Rund 30.000 Euro können laut den Testern zwischen dem günstigsten und dem teuersten Finanzierungsangebot liegen. Die günstigsten Tarife hat der Vergleich bei Banken oder Kreditvermittlern festgestellt, die ausschließlich oder teilweise Immobilienkredite anderer Institute über Online-Plattformen anbieten. Banken mit eigenen Finanzprodukten liegen beim Ranking auf den hinteren Plätzen – darunter auch etablierte Anbieter wie Deutsche Bank oder Postbank.

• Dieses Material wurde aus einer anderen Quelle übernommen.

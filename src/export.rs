//! Serialization types for graph export.
//!
//! This module contains the data structures used to serialize a Digraph
//! for external consumption (JSON and friends).

use crate::graph::{Attrs, Digraph, Statement};
use petgraph::visit::EdgeRef;
use serde::{Deserialize, Serialize};

/// Serializable representation of a Digraph.
#[derive(Debug, Clone, PartialEq, Serialize, Deserialize)]
pub struct GraphRepr {
    pub name: String,
    pub strict: bool,
    pub nodes: Vec<NodeRepr>,
    pub edges: Vec<EdgeRepr>,
}

/// Serializable representation of a node.
#[derive(Debug, Clone, PartialEq, Serialize, Deserialize)]
pub struct NodeRepr {
    pub id: usize,
    pub name: String,
    /// Attributes from explicit declarations, merged in order
    #[serde(default, skip_serializing_if = "Attrs::is_empty")]
    pub attrs: Attrs,
}

/// Serializable representation of an edge.
#[derive(Debug, Clone, PartialEq, Serialize, Deserialize)]
pub struct EdgeRepr {
    pub source: usize,
    pub target: usize,
    pub tail: String,
    pub head: String,
    #[serde(default, skip_serializing_if = "Attrs::is_empty")]
    pub attrs: Attrs,
}

impl From<&Digraph> for GraphRepr {
    fn from(graph: &Digraph) -> Self {
        let inner = graph.inner();

        let mut nodes: Vec<NodeRepr> = inner
            .node_indices()
            .map(|idx| NodeRepr {
                id: idx.index(),
                name: inner[idx].clone(),
                attrs: Attrs::new(),
            })
            .collect();

        for statement in graph.statements() {
            if let Statement::Node { name, attrs } = statement {
                if let Some(node) = graph.get_node(name).and_then(|idx| nodes.get_mut(idx.index()))
                {
                    node.attrs
                        .extend(attrs.iter().map(|(k, v)| (k.clone(), v.clone())));
                }
            }
        }

        let mut edges: Vec<_> = inner.edge_references().collect();
        edges.sort_by_key(|e| *e.weight());
        let edges: Vec<EdgeRepr> = edges
            .into_iter()
            .map(|e| {
                let attrs = match graph.statements().get(*e.weight()) {
                    Some(Statement::Edge { attrs, .. }) => attrs.clone(),
                    _ => Attrs::new(),
                };
                EdgeRepr {
                    source: e.source().index(),
                    target: e.target().index(),
                    tail: inner[e.source()].clone(),
                    head: inner[e.target()].clone(),
                    attrs,
                }
            })
            .collect();

        Self {
            name: graph.name().to_string(),
            strict: graph.is_strict(),
            nodes,
            edges,
        }
    }
}

impl GraphRepr {
    /// Pretty-printed JSON.
    pub fn to_json(&self) -> Result<String, serde_json::Error> {
        serde_json::to_string_pretty(self)
    }
}

#[cfg(test)]
mod tests {
    use super::*;
    use crate::graph::attrs;
    use pretty_assertions::assert_eq;

    #[test]
    fn test_hello_world_repr() {
        let mut g = Digraph::new("G");
        g.edge("Hello", "World");

        let repr = GraphRepr::from(&g);
        assert_eq!(repr.name, "G");
        assert_eq!(repr.nodes.len(), 2);
        assert_eq!(repr.edges.len(), 1);
        assert_eq!(repr.edges[0].tail, "Hello");
        assert_eq!(repr.edges[0].head, "World");
        assert_eq!((repr.edges[0].source, repr.edges[0].target), (0, 1));
    }

    #[test]
    fn test_node_attrs_merge() {
        let mut g = Digraph::new("G");
        g.node_with("a", attrs([("shape", "box")]))
            .node_with("a", attrs([("color", "red"), ("shape", "circle")]));

        let repr = GraphRepr::from(&g);
        assert_eq!(repr.nodes[0].attrs, attrs([("shape", "circle"), ("color", "red")]));
    }

    #[test]
    fn test_json_skips_empty_attrs() {
        let mut g = Digraph::new("G");
        g.edge("Hello", "World");

        let json = GraphRepr::from(&g).to_json().unwrap();
        assert!(!json.contains("attrs"));

        let back: GraphRepr = serde_json::from_str(&json).unwrap();
        assert_eq!(back, GraphRepr::from(&g));
    }
}
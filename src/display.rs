//! Display bundles for interactive front ends.
//!
//! A graph is offered to a display as a set of MIME-typed representations,
//! the way notebook kernels do it. The sink picks whichever it can show.

use crate::error::DisplayError;
use crate::format::Format;
use crate::graph::Digraph;
use crate::render::Renderer;
use serde::Serialize;
use std::collections::BTreeMap;
use std::io::{self, Write};
use tracing::warn;

pub const MIME_PLAIN: &str = "text/plain";
pub const MIME_DOT: &str = "text/vnd.graphviz";
pub const MIME_SVG: &str = "image/svg+xml";

/// MIME type to representation.
#[derive(Debug, Clone, Default, PartialEq, Eq, Serialize)]
#[serde(transparent)]
pub struct DisplayData(BTreeMap<String, String>);

impl DisplayData {
    /// Build every representation available for `graph`.
    ///
    /// The SVG entry needs a renderer; if it fails the bundle is still
    /// returned without it.
    pub fn for_graph<R: Renderer + ?Sized>(graph: &Digraph, renderer: Option<&R>) -> Self {
        let mut data = DisplayData::default();
        data.insert(MIME_DOT, graph.source());
        data.insert(MIME_PLAIN, plain_text(graph));

        if let Some(renderer) = renderer {
            match graph.pipe(renderer, Format::Svg, 1.0) {
                Ok(svg) => data.insert(MIME_SVG, String::from_utf8_lossy(&svg).into_owned()),
                Err(e) => warn!(error = %e, "SVG display unavailable"),
            }
        }
        data
    }

    pub fn insert(&mut self, mime: impl Into<String>, content: impl Into<String>) {
        self.0.insert(mime.into(), content.into());
    }

    pub fn get(&self, mime: &str) -> Option<&str> {
        self.0.get(mime).map(|s| s.as_str())
    }

    /// MIME types present, sorted.
    pub fn mime_types(&self) -> impl Iterator<Item = &str> {
        self.0.keys().map(|s| s.as_str())
    }
}

/// ASCII drawing when the graph can be drawn, otherwise the DOT source.
#[cfg(feature = "ascii")]
fn plain_text(graph: &Digraph) -> String {
    crate::render::render_ascii(graph).unwrap_or_else(|| graph.source())
}

#[cfg(not(feature = "ascii"))]
fn plain_text(graph: &Digraph) -> String {
    graph.source()
}

/// Somewhere a [`DisplayData`] bundle can be shown.
pub trait DisplaySink {
    fn show(&mut self, data: &DisplayData) -> Result<(), DisplayError>;
}

/// Writes the plain-text representation, for terminals.
#[derive(Debug)]
pub struct TerminalSink<W> {
    out: W,
}

impl<W: Write> TerminalSink<W> {
    pub fn new(out: W) -> Self {
        Self { out }
    }

    pub fn into_inner(self) -> W {
        self.out
    }
}

impl TerminalSink<io::Stdout> {
    pub fn stdout() -> Self {
        Self::new(io::stdout())
    }
}

impl<W: Write> DisplaySink for TerminalSink<W> {
    fn show(&mut self, data: &DisplayData) -> Result<(), DisplayError> {
        if let Some(text) = data.get(MIME_PLAIN) {
            self.out.write_all(text.as_bytes())?;
            if !text.ends_with('\n') {
                self.out.write_all(b"\n")?;
            }
            self.out.flush()?;
        }
        Ok(())
    }
}

/// Writes one JSON display event per line for a front end to pick up.
///
/// Each line looks like `{"display_type":"multiple","content":{...}}`.
#[derive(Debug)]
pub struct EventSink<W> {
    out: W,
}

#[derive(Serialize)]
struct DisplayEvent<'a> {
    display_type: &'static str,
    content: &'a DisplayData,
}

impl<W: Write> EventSink<W> {
    pub fn new(out: W) -> Self {
        Self { out }
    }

    pub fn into_inner(self) -> W {
        self.out
    }
}

impl<W: Write> DisplaySink for EventSink<W> {
    fn show(&mut self, data: &DisplayData) -> Result<(), DisplayError> {
        let event = DisplayEvent {
            display_type: "multiple",
            content: data,
        };
        serde_json::to_writer(&mut self.out, &event)?;
        self.out.write_all(b"\n")?;
        self.out.flush()?;
        Ok(())
    }
}

/// Show `graph` on `sink`, rendering SVG through `renderer` when given.
pub fn display<R, S>(graph: &Digraph, renderer: Option<&R>, sink: &mut S) -> Result<(), DisplayError>
where
    R: Renderer + ?Sized,
    S: DisplaySink + ?Sized,
{
    sink.show(&DisplayData::for_graph(graph, renderer))
}

#[cfg(test)]
mod tests {
    use super::*;
    use crate::error::RenderError;
    use crate::render::PipeRequest;

    struct FakeSvg;

    impl Renderer for FakeSvg {
        fn pipe(&self, _source: &str, request: &PipeRequest) -> Result<Vec<u8>, RenderError> {
            assert_eq!(request.format, Format::Svg);
            Ok(b"<svg/>".to_vec())
        }
    }

    struct Broken;

    impl Renderer for Broken {
        fn pipe(&self, _source: &str, _request: &PipeRequest) -> Result<Vec<u8>, RenderError> {
            Err(RenderError::ExecutableNotFound {
                program: "dot".to_string(),
            })
        }
    }

    fn hello() -> Digraph {
        let mut g = Digraph::new("G");
        g.edge("Hello", "World");
        g
    }

    #[test]
    fn test_bundle_with_svg() {
        let data = DisplayData::for_graph(&hello(), Some(&FakeSvg));

        assert_eq!(data.get(MIME_SVG), Some("<svg/>"));
        assert_eq!(data.get(MIME_DOT), Some(hello().source().as_str()));
        assert!(data.get(MIME_PLAIN).is_some());
    }

    #[test]
    fn test_bundle_without_renderer() {
        let data = DisplayData::for_graph::<Broken>(&hello(), None);
        let mimes: Vec<_> = data.mime_types().collect();
        assert_eq!(mimes, vec![MIME_PLAIN, MIME_DOT]);
    }

    #[test]
    fn test_failed_svg_is_omitted() {
        let data = DisplayData::for_graph(&hello(), Some(&Broken));
        assert!(data.get(MIME_SVG).is_none());
        assert!(data.get(MIME_DOT).is_some());
    }

    #[test]
    fn test_terminal_sink_writes_plain_text() {
        let mut sink = TerminalSink::new(Vec::new());
        display(&hello(), Some(&Broken), &mut sink).unwrap();

        let out = String::from_utf8(sink.into_inner()).unwrap();
        assert!(out.contains("Hello"));
        assert!(out.ends_with('\n'));
    }

    #[test]
    fn test_cyclic_graph_shows_source_as_plain_text() {
        let mut g = Digraph::new("G");
        g.edges([("a", "b"), ("b", "a")]).edge("c", "c");

        let data = DisplayData::for_graph::<Broken>(&g, None);
        assert_eq!(data.get(MIME_PLAIN), Some(g.source().as_str()));

        let mut sink = TerminalSink::new(Vec::new());
        sink.show(&data).unwrap();
        let out = String::from_utf8(sink.into_inner()).unwrap();
        assert_eq!(out, g.source());
        assert!(!out.contains("CYCLE"));
    }

    #[test]
    fn test_event_sink_writes_json_line() {
        let mut sink = EventSink::new(Vec::new());
        display(&hello(), Some(&FakeSvg), &mut sink).unwrap();

        let out = String::from_utf8(sink.into_inner()).unwrap();
        assert_eq!(out.lines().count(), 1);

        let event: serde_json::Value = serde_json::from_str(out.trim_end()).unwrap();
        assert_eq!(event["display_type"], "multiple");
        assert_eq!(event["content"][MIME_SVG], "<svg/>");
        assert_eq!(
            event["content"][MIME_DOT],
            "digraph G {\n\tHello -> World\n}\n"
        );
    }
}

Besonders hervorgetan haben sich die Hypovereinsbank, die Kreditvermittler Enderlein und Planethyp, die Santander Direkt Bank sowie die Targobank. Der ausführliche Test Immobilienkredite ist in der Januar-Ausgabe der Zeitschrift Finanztest nachzulesen und unter www.test.de/top-baufinanzierer abrufbar.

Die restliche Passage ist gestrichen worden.